I have one Dataframe1 from which I need to form new Dataframe2 as given below. Column n1 will pick the value from Status column in Dataframe1 if Dataframe1.name = A and similarly column n2 will take the value from column Status if Dataframe1.Name = B. Also, Timestamp and id will have unique values. Can anybody please help?
Input Dataframe1:
| id | Timestamp | Name | Status |
|---|---|---|---|
| 1 | 02:15:00 | A | FALSE |
| 1 | 02:15:00 | B | TRUE |
| 2 | 03:00:00 | A | TRUE |
| 2 | 03:00:00 | B | FALSE |
Output Dataframe2:
| id | Timestamp | n1 | n2 |
|---|---|---|---|
| 1 | 02:15:00 | FALSE | TRUE |
| 2 | 03:00:00 | TRUE | FALSE |
CodePudding user response:
What you are trying to do is taking a pivot of the data with special names. If you rename A and b values as you want to n1 and n2 only thing you have to do is to use the pandas.pivot_table function.

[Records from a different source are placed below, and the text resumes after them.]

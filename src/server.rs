//! HTTP surface of the Pi-side daemon.
//!
//! A deliberately small HTTP/1.1 server over `std::net::TcpListener`: one
//! accept loop with a shutdown flag, one thread per connection. Streaming
//! connections are long-lived multipart responses, so connections are never
//! handled inline on the accept thread.
//!
//! Routes:
//! - `GET /video_feed/{camera_id}`: `multipart/x-mixed-replace` JPEG stream.
//! - `GET /snapshot/{camera_id}`: one high-res JPEG, also persisted locally.
//! - `GET /health`: liveness probe.

use anyhow::{anyhow, Context, Result};
use std::io::{Read, Write};
use std::net::{SocketAddr, TcpListener, TcpStream};
use std::path::PathBuf;
use std::sync::atomic::{AtomicBool, Ordering};
use std::sync::Arc;
use std::thread::JoinHandle;
use std::time::Duration;

use crate::frame::{STILL_JPEG_QUALITY, STREAM_JPEG_QUALITY};
use crate::gate::SnapshotGate;
use crate::mux::CameraId;
use crate::storage::SnapshotStore;

const MAX_REQUEST_BYTES: usize = 8192;
/// Inter-frame sleep for the streaming loop (bounds the frame rate).
const FRAME_INTERVAL: Duration = Duration::from_millis(50);
/// Maximum single wait while a snapshot holds the rig.
const PAUSE_WAIT: Duration = Duration::from_millis(100);

#[derive(Clone, Debug)]
pub struct ServerConfig {
    pub addr: String,
    pub snapshot_dir: PathBuf,
}

impl Default for ServerConfig {
    fn default() -> Self {
        Self {
            addr: "0.0.0.0:5001".to_string(),
            snapshot_dir: PathBuf::from("snapshots"),
        }
    }
}

/// Running server. Dropping the handle does not stop the server; call
/// `stop` for an orderly shutdown.
pub struct ServerHandle {
    pub addr: SocketAddr,
    shutdown: Arc<AtomicBool>,
    join: Option<JoinHandle<()>>,
}

impl ServerHandle {
    pub fn stop(mut self) -> Result<()> {
        self.shutdown.store(true, Ordering::SeqCst);
        if let Some(join) = self.join.take() {
            join.join().map_err(|_| anyhow!("server accept thread panicked"))?;
        }
        Ok(())
    }
}

pub struct StreamServer {
    cfg: ServerConfig,
    gate: Arc<SnapshotGate>,
}

impl StreamServer {
    pub fn new(cfg: ServerConfig, gate: Arc<SnapshotGate>) -> Self {
        Self { cfg, gate }
    }

    pub fn spawn(self) -> Result<ServerHandle> {
        let listener = TcpListener::bind(&self.cfg.addr)
            .with_context(|| format!("bind {}", self.cfg.addr))?;
        let addr = listener.local_addr()?;
        listener.set_nonblocking(true)?;

        let shutdown = Arc::new(AtomicBool::new(false));
        let shutdown_thread = Arc::clone(&shutdown);
        let store = SnapshotStore::new(self.cfg.snapshot_dir.clone());
        let gate = self.gate;
        let join = std::thread::spawn(move || {
            run_server(listener, gate, store, shutdown_thread);
        });

        Ok(ServerHandle {
            addr,
            shutdown,
            join: Some(join),
        })
    }
}

fn run_server(
    listener: TcpListener,
    gate: Arc<SnapshotGate>,
    store: SnapshotStore,
    shutdown: Arc<AtomicBool>,
) {
    loop {
        if shutdown.load(Ordering::SeqCst) {
            break;
        }
        match listener.accept() {
            Ok((stream, peer)) => {
                log::debug!("connection from {peer}");
                let gate = Arc::clone(&gate);
                let store = store.clone();
                let shutdown = Arc::clone(&shutdown);
                std::thread::spawn(move || {
                    if let Err(err) = handle_connection(stream, &gate, &store, &shutdown) {
                        log::warn!("request from {peer} failed: {err:#}");
                    }
                });
            }
            Err(err) if err.kind() == std::io::ErrorKind::WouldBlock => {
                std::thread::sleep(Duration::from_millis(50));
            }
            Err(err) => {
                log::error!("accept failed: {err}");
                break;
            }
        }
    }
}

fn handle_connection(
    mut stream: TcpStream,
    gate: &SnapshotGate,
    store: &SnapshotStore,
    shutdown: &AtomicBool,
) -> Result<()> {
    let request = read_request(&mut stream)?;
    if request.method != "GET" {
        return write_response(
            &mut stream,
            405,
            "text/plain",
            b"only GET is supported",
        );
    }

    if request.path == "/health" {
        return write_response(
            &mut stream,
            200,
            "application/json",
            br#"{"status": "OK"}"#,
        );
    }

    if let Some(rest) = request.path.strip_prefix("/video_feed/") {
        return match CameraId::parse(rest) {
            Ok(id) => stream_video(&mut stream, gate, id, shutdown),
            Err(err) => write_response(&mut stream, 400, "text/plain", err.to_string().as_bytes()),
        };
    }

    if let Some(rest) = request.path.strip_prefix("/snapshot/") {
        return match CameraId::parse(rest) {
            Ok(id) => handle_snapshot(&mut stream, gate, store, id),
            Err(err) => write_response(&mut stream, 400, "text/plain", err.to_string().as_bytes()),
        };
    }

    write_response(&mut stream, 404, "text/plain", b"not found")
}

/// Continuous MJPEG stream. Runs until the client disconnects or the server
/// shuts down; capture failures are logged and skipped, never fatal to the
/// stream.
fn stream_video(
    stream: &mut TcpStream,
    gate: &SnapshotGate,
    id: CameraId,
    shutdown: &AtomicBool,
) -> Result<()> {
    stream.write_all(
        b"HTTP/1.1 200 OK\r\n\
          Content-Type: multipart/x-mixed-replace; boundary=frame\r\n\
          Cache-Control: no-store\r\n\r\n",
    )?;

    while !shutdown.load(Ordering::SeqCst) {
        match gate.streaming_frame(id) {
            Ok(Some(frame)) => {
                let jpeg = match frame.encode_jpeg(STREAM_JPEG_QUALITY) {
                    Ok(jpeg) => jpeg,
                    Err(err) => {
                        log::warn!("dropping unencodable frame from camera {id}: {err:#}");
                        continue;
                    }
                };
                if write_part(stream, &jpeg).is_err() {
                    log::debug!("video client for camera {id} disconnected");
                    break;
                }
                std::thread::sleep(FRAME_INTERVAL);
            }
            Ok(None) => {
                // Snapshot in progress: hold off without tearing anything
                // down, resume promptly once the flag clears.
                gate.wait_while_paused(PAUSE_WAIT)?;
            }
            Err(err) => {
                log::warn!("streaming capture from camera {id} failed: {err:#}");
                std::thread::sleep(FRAME_INTERVAL);
            }
        }
    }
    Ok(())
}

fn write_part(stream: &mut TcpStream, jpeg: &[u8]) -> std::io::Result<()> {
    let header = format!(
        "--frame\r\nContent-Type: image/jpeg\r\nContent-Length: {}\r\n\r\n",
        jpeg.len()
    );
    stream.write_all(header.as_bytes())?;
    stream.write_all(jpeg)?;
    stream.write_all(b"\r\n")?;
    stream.flush()
}

fn handle_snapshot(
    stream: &mut TcpStream,
    gate: &SnapshotGate,
    store: &SnapshotStore,
    id: CameraId,
) -> Result<()> {
    let result = gate
        .snapshot(id)
        .and_then(|frame| frame.encode_jpeg(STILL_JPEG_QUALITY))
        .and_then(|jpeg| {
            store.save(id, &jpeg)?;
            Ok(jpeg)
        });
    match result {
        Ok(jpeg) => write_response(stream, 200, "image/jpeg", &jpeg),
        Err(err) => {
            log::error!("snapshot for camera {id} failed: {err:#}");
            write_response(
                stream,
                500,
                "text/plain",
                format!("snapshot failed: {err:#}").as_bytes(),
            )
        }
    }
}

fn read_request(stream: &mut TcpStream) -> Result<HttpRequest> {
    stream.set_read_timeout(Some(Duration::from_secs(2)))?;
    let mut buf = [0u8; 1024];
    let mut data = Vec::new();
    loop {
        let n = stream.read(&mut buf)?;
        if n == 0 {
            break;
        }
        data.extend_from_slice(&buf[..n]);
        if data.len() > MAX_REQUEST_BYTES {
            return Err(anyhow!("request too large"));
        }
        if data.windows(4).any(|w| w == b"\r\n\r\n") {
            break;
        }
    }
    let text = String::from_utf8_lossy(&data);
    let request_line = text
        .split("\r\n")
        .next()
        .ok_or_else(|| anyhow!("empty request"))?;
    let mut parts = request_line.split_whitespace();
    let method = parts.next().ok_or_else(|| anyhow!("missing method"))?;
    let raw_path = parts.next().ok_or_else(|| anyhow!("missing path"))?;
    let path = raw_path.split('?').next().unwrap_or(raw_path).to_string();
    Ok(HttpRequest {
        method: method.to_string(),
        path,
    })
}

fn write_response(
    stream: &mut TcpStream,
    status: u16,
    content_type: &str,
    body: &[u8],
) -> Result<()> {
    let status_line = match status {
        200 => "HTTP/1.1 200 OK",
        400 => "HTTP/1.1 400 Bad Request",
        404 => "HTTP/1.1 404 Not Found",
        405 => "HTTP/1.1 405 Method Not Allowed",
        _ => "HTTP/1.1 500 Internal Server Error",
    };
    let header = format!(
        "{status_line}\r\nContent-Type: {content_type}\r\nContent-Length: {len}\r\nCache-Control: no-store\r\n\r\n",
        len = body.len()
    );
    stream.write_all(header.as_bytes())?;
    stream.write_all(body)?;
    Ok(())
}

#[derive(Debug)]
struct HttpRequest {
    method: String,
    path: String,
}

because as its aggregation function it uses mean strings don't work out of the box. You have to provide your own aggregation function. Because in our situation every row is unique we can just give the aggregation function to take the value of that row.
dataframe1['Name'] = dataframe1['Name'].replace({'A': 'n1', 'b': 'n2'})

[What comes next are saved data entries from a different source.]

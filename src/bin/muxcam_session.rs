//! muxcam_session - control-side session runner.
//!
//! Drives a capture session on the Pi over ssh/scp: `inspect` captures one
//! review set and fetches it locally; `imaging` captures the full session set
//! and transfers it to the configured folder.

use anyhow::{ensure, Context, Result};
use clap::{Parser, Subcommand};
use std::path::PathBuf;

use muxcam::config::{SessionParams, DEFAULT_PARAMS_PATH};
use muxcam::session::{local_inspect_dir, CaptureSession, SshChannel};

#[derive(Debug, Parser)]
#[command(name = "muxcam_session", about = "Run a capture session against the Pi")]
struct Args {
    /// Session config file.
    #[arg(long, default_value = DEFAULT_PARAMS_PATH)]
    params: PathBuf,

    /// Remote user on the Pi.
    #[arg(long, default_value = "imagepi")]
    user: String,

    #[command(subcommand)]
    command: SessionCommand,
}

#[derive(Debug, Subcommand)]
enum SessionCommand {
    /// Capture an inspection set and fetch it for review.
    Inspect,
    /// Run the full imaging capture and transfer the results.
    Imaging,
}

fn main() -> Result<()> {
    env_logger::Builder::from_env(env_logger::Env::default().default_filter_or("info")).init();
    let args = Args::parse();

    let params = SessionParams::load(&args.params)
        .with_context(|| format!("load session config {}", args.params.display()))?;
    ensure!(
        !params.pi_hostname.is_empty(),
        "pi_hostname is not set in {}",
        args.params.display()
    );

    let channel = SshChannel::new(args.user, params.pi_hostname.clone());
    let mut session = CaptureSession::new(channel, params.clone());

    match args.command {
        SessionCommand::Inspect => {
            let images = session.inspect()?;
            let dir = local_inspect_dir(&params);
            std::fs::create_dir_all(&dir)
                .with_context(|| format!("create {}", dir.display()))?;
            for image in &images {
                let path = dir.join(&image.file_name);
                std::fs::write(&path, &image.bytes)
                    .with_context(|| format!("write {}", path.display()))?;
                match image.camera {
                    Some(id) => log::info!("camera {id}: {}", path.display()),
                    None => log::info!("unrecognized image: {}", path.display()),
                }
            }
            log::info!("fetched {} inspection image(s)", images.len());
        }
        SessionCommand::Imaging => {
            session.imaging()?;
            log::info!("imaging run complete; images under {}", params.folder_path.display());
        }
    }
    Ok(())
}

dataframe1.pivot_table(index=['id', 'Timestamp'],
columns='Name',
values='Status',
aggfunc=lambda x:x).reset_index()
CodePudding user response:
You can use pandas.pivot_table:
df2 = df.pivot_table(index=['id','Timestamp'], columns='Name', values='Status').reset_index().set_index('id')
df2.columns = ['Timestamp','n1','n2']
Output:
>>> df2
Timestamp n1 n2
id
1 02:15:00 FALSE TRUE
2 03:00:00 TRUE FALSE
CodePudding user response:
using pivot_table and then adjusting the result header.
import pandas as pd
df = pd.read_excel('test.xls', index_col = False)
df2 = df.pivot_table(index = ['id', 'Timestamp'], columns = 'Name', values = 'Status').reset_index().rename_axis(None, axis=1).rename(columns = {'A': 'n1', 'B': 'n2'})
print(df2)